Myanmar tidak mengutus delegasi ke pertemuan tersebut. Hal itu karena Kamboja selaku ketua ASEAN tahun ini telah melarang partisipasi menlu junta Myanmar dalam pertemuan. Tak adanya kemajuan signifikan dalam pelaksanaan lima poin konsensus melatari keputusan yang diambil Kamboja. Langkah Kamboja berpegang pada ketiadaan kesepakatan di antara negara anggota ASEAN untuk mengundang perwakilan junta Myanmar.

Lima poin konsensus merupakan bentuk upaya ASEAN untuk mengatasi krisis Myanmar pascakudeta yang dilakukan militer pada 1 Februari 2021. Negara tersebut diguncang gelombang demonstrasi menentang langkah militer mengambil alih kekuasaan dari pemerintahan sipil. Militer Myanmar merespons aksi unjuk rasa tersebut secara represif dan brutal. Lebih dari 2.100 orang dilaporkan tewas dan hampir 15 ribu lainnya ditangkap selama demonstrasi digelar. 

Dalam lima poin konsensus, ASEAN menyerukan agar aksi kekerasan di Myanmar segera diakhiri dan para pihak menahan diri sepenuhnya. Myanmar pun diminta segera memulai dialog konstruktif guna menemukan solusi damai. Selanjutnya utusan khusus ASEAN akan memfasilitasi mediasi proses dialog dengan bantuan Sekretaris Jenderal ASEAN. ASEAN pun akan memberikan bantuan kemanusiaan melalui AHA Centre. Terakhir, utusan khusus dan delegasi ASEAN bakal mengunjungi Myanmar untuk bertemu semua pihak terkait.

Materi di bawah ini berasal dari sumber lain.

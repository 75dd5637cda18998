//! Per-Sim pronoun preference lookup.

use std::collections::HashMap;

/// Read-only view of the pronoun preferences the player configured per Sim.
///
/// The selection is a pronoun-set id, `"0"` (always use the female-side text), `"1"`
/// (always use the male-side text), or empty for "leave this Sim's wording alone". The
/// fallback plays the same role when a selected set has no entry for a pair.
///
/// Persistence of these values belongs to the caller; resolution only reads a snapshot.
pub trait PreferenceStore {
    /// The pronoun-set selection for a Sim; empty when the Sim uses the default wording.
    fn set_selection(&self, sim_id: u64) -> String;

    /// The fallback selector for a Sim, consulted when a pair has no replacement.
    fn fallback(&self, sim_id: u64) -> String;
}

/// An in-memory [`PreferenceStore`], used by tests and the command line tools.
#[derive(Clone, Debug, Default)]
pub struct MemoryPreferences {
    selections: HashMap<u64, String>,
    fallbacks: HashMap<u64, String>,
}

impl MemoryPreferences {
    pub fn new() -> MemoryPreferences {
        MemoryPreferences::default()
    }

    /// Set a Sim's pronoun-set selection.
    pub fn select(&mut self, sim_id: u64, selection: &str) {
        self.selections.insert(sim_id, selection.to_owned());
    }

    /// Set a Sim's fallback selector.
    pub fn set_fallback(&mut self, sim_id: u64, fallback: &str) {
        self.fallbacks.insert(sim_id, fallback.to_owned());
    }
}

impl PreferenceStore for MemoryPreferences {
    fn set_selection(&self, sim_id: u64) -> String {
        self.selections.get(&sim_id).cloned().unwrap_or_default()
    }

    fn fallback(&self, sim_id: u64) -> String {
        self.fallbacks.get(&sim_id).cloned().unwrap_or_default()
    }
}
use pretty_assertions::assert_eq;
use refer_lang::{
    custom_sets_from_json, resolve_gendered_text, EnglishHandler, MemoryPreferences,
    PronounSetTable, Token,
};
use refer_stbl::StringTable;
use tracing_test::traced_test;

fn resolve(
    text_key: u32,
    text: &str,
    tokens: &[Token],
    prefs: &MemoryPreferences,
    custom_sets: &PronounSetTable,
) -> Option<String> {
    resolve_gendered_text(
        text_key,
        text,
        tokens,
        prefs,
        custom_sets,
        &EnglishHandler,
        &StringTable::default(),
    )
}

fn they_set() -> PronounSetTable {
    custom_sets_from_json(
        r#"{ "my-set": { "Title": "Custom", "Set": { "she|he": "they" } } }"#,
    )
    .unwrap()
}

#[traced_test]
#[test]
fn a_selected_set_replaces_the_pair() {
    let mut prefs = MemoryPreferences::new();
    prefs.select(1, "my-set");

    let resolved = resolve(
        7,
        "{F0.She}{M0.He} left",
        &[Token::sim(1, "Bella", "Goth", true)],
        &prefs,
        &they_set(),
    );

    assert_eq!(resolved.as_deref(), Some("they left"));
}

#[traced_test]
#[test]
fn no_selection_on_any_sim_returns_none() {
    let prefs = MemoryPreferences::new();

    let resolved = resolve(
        7,
        "{F0.She}{M0.He} left",
        &[Token::sim(1, "Bella", "Goth", true)],
        &prefs,
        &they_set(),
    );

    assert_eq!(resolved, None);
}

#[traced_test]
#[test]
fn set_lookup_is_case_insensitive() {
    let mut prefs = MemoryPreferences::new();
    prefs.select(1, "MY-SET");

    let resolved = resolve(
        7,
        "{F0.She}{M0.He} left",
        &[Token::sim(1, "Bella", "Goth", false)],
        &prefs,
        &they_set(),
    );

    assert_eq!(resolved.as_deref(), Some("they left"));
}

#[traced_test]
#[test]
fn forced_sides_pick_one_tag_text() {
    let tokens = [Token::sim(1, "Bella", "Goth", true)];

    let mut prefs = MemoryPreferences::new();
    prefs.select(1, "0");
    let female_side = resolve(7, "{F0.She}{M0.He} left", &tokens, &prefs, &they_set());
    assert_eq!(female_side.as_deref(), Some("She left"));

    prefs.select(1, "1");
    let male_side = resolve(7, "{F0.She}{M0.He} left", &tokens, &prefs, &they_set());
    assert_eq!(male_side.as_deref(), Some("He left"));
}

#[traced_test]
#[test]
fn an_unknown_set_id_keeps_the_default_side() {
    let mut prefs = MemoryPreferences::new();
    prefs.select(1, "no-such-set");

    let resolved = resolve(
        7,
        "{F0.She}{M0.He} left",
        &[Token::sim(1, "Bella", "Goth", false)],
        &prefs,
        &they_set(),
    );

    assert_eq!(resolved.as_deref(), Some("He left"));
}

#[traced_test]
#[test]
fn unselected_sims_keep_their_default_side() {
    // Only Sim 1 has a selection; Sim 0's pair still resolves, to its own default side.
    let tokens = [
        Token::sim(10, "Bob", "Pancakes", false),
        Token::sim(11, "Eliza", "Pancakes", true),
    ];

    let mut prefs = MemoryPreferences::new();
    prefs.select(11, "my-set");

    let resolved = resolve(
        7,
        "{F0.She}{M0.He} waved at {F1.She}{M1.He}",
        &tokens,
        &prefs,
        &they_set(),
    );

    assert_eq!(resolved.as_deref(), Some("He waved at they"));
}

#[traced_test]
#[test]
fn a_missing_pair_follows_the_fallback_selector() {
    // The set only covers she|he, so her|him falls back.
    let tokens = [Token::sim(1, "Bella", "Goth", false)];

    let mut prefs = MemoryPreferences::new();
    prefs.select(1, "my-set");
    prefs.set_fallback(1, "0");

    let resolved = resolve(
        7,
        "give {F0.her}{M0.him} the keys",
        &tokens,
        &prefs,
        &they_set(),
    );

    assert_eq!(resolved.as_deref(), Some("give her the keys"));

    // Without a fallback selector the Sim's default side wins.
    prefs.set_fallback(1, "");
    let resolved = resolve(
        7,
        "give {F0.her}{M0.him} the keys",
        &tokens,
        &prefs,
        &they_set(),
    );

    assert_eq!(resolved.as_deref(), Some("give him the keys"));
}

#[traced_test]
#[test]
fn case_tables_index_by_occurrence() {
    let sets = custom_sets_from_json(
        r#"{
            "my-set": {
                "Title": "Custom",
                "Set": {
                    "she’s|he’s": { "Cases": { "42": ["they’re", "they’ve"] } }
                }
            }
        }"#,
    )
    .unwrap();

    let tokens = [Token::sim(1, "Bella", "Goth", true)];

    let mut prefs = MemoryPreferences::new();
    prefs.select(1, "my-set");
    prefs.set_fallback(1, "1");

    let text = "{F0.She's}{M0.He's} here. {F0.She's}{M0.He's} done. {F0.She's}{M0.He's} late.";

    // Two listed occurrences, then out of range falls back to the subject's selector.
    let resolved = resolve(42, text, &tokens, &prefs, &sets);
    assert_eq!(
        resolved.as_deref(),
        Some("they’re here. they’ve done. He's late.")
    );

    // A different string key misses the case list entirely.
    let resolved = resolve(43, text, &tokens, &prefs, &sets);
    assert_eq!(resolved.as_deref(), Some("He's here. He's done. He's late."));
}

#[traced_test]
#[test]
fn case_tables_fall_back_to_their_default_text() {
    let sets = custom_sets_from_json(
        r#"{
            "my-set": {
                "Title": "Custom",
                "Set": {
                    "she’s|he’s": { "Default": "they’re", "Cases": { "42": [null] } }
                }
            }
        }"#,
    )
    .unwrap();

    let tokens = [Token::sim(1, "Bella", "Goth", true)];

    let mut prefs = MemoryPreferences::new();
    prefs.select(1, "my-set");

    // The listed occurrence is null, so the table's default text applies.
    let resolved = resolve(42, "{F0.She's}{M0.He's} here", &tokens, &prefs, &sets);
    assert_eq!(resolved.as_deref(), Some("they’re here"));
}

#[traced_test]
#[test]
fn built_in_they_them_set_resolves_end_to_end() {
    let tokens = [Token::sim(1, "Bella", "Goth", true)];

    let mut prefs = MemoryPreferences::new();
    prefs.select(1, EnglishHandler::THEY_THEM_SET_ID);

    let resolved = resolve(
        7,
        "{F0.She}{M0.He} lost {F0.her}{M0.his} phone",
        &tokens,
        &prefs,
        &PronounSetTable::new(),
    );

    assert_eq!(resolved.as_deref(), Some("they lost their phone"));
}

#[traced_test]
#[test]
fn template_tags_resolve_after_the_gendered_pass() {
    let tokens = [Token::sim(1, "Bella", "Goth", true)];

    let mut prefs = MemoryPreferences::new();
    prefs.select(1, "my-set");

    let resolved = resolve(
        7,
        "{F0.She}{M0.He} waved at {0.SimFirstName}",
        &tokens,
        &prefs,
        &they_set(),
    );

    assert_eq!(resolved.as_deref(), Some("they waved at Bella"));
}

#[traced_test]
#[test]
fn an_unsupported_tag_degrades_to_none() {
    let tokens = [Token::sim(1, "Bella", "Goth", true)];

    let mut prefs = MemoryPreferences::new();
    prefs.select(1, "my-set");

    let resolved = resolve(
        7,
        "{F0.She}{M0.He} did {0.SomethingWeird}",
        &tokens,
        &prefs,
        &they_set(),
    );

    assert_eq!(resolved, None);
}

Bulan lalu, junta Myanmar mengumumkan bahwa mereka telah mengeksekusi mati empat aktivis demokrasi di negara tersebut. Keempatnya dituduh terlibat dalam aktivitas terorisme. Komunitas internasional, termasuk Dewan Keamanan PBB, mengutuk tindakan tersebut. Menjelang pertemuan di Phnom Penh, Menlu Malaysia Saifuddin Abdullah mengatakan, ASEAN harus mempertimbangkan untuk membatalkan atau merevisi lima poin konsensus.

 

Dia mengatakan utusan khusus ASEAN juga perlu bertemu Pemerintah Persatuan Nasional, yakni pemerintahan sipil bayangan yang didirikan di luar Myanmar, untuk membantu mengembangkan kerangka politik baru. “Permainan akhirnya adalah Myanmar yang demokratis, inklusif dan adil, damai dan harmonis, makmur yang hak-hak sipil dan politiknya dijamin oleh konstitusi,” kata Saifuddin.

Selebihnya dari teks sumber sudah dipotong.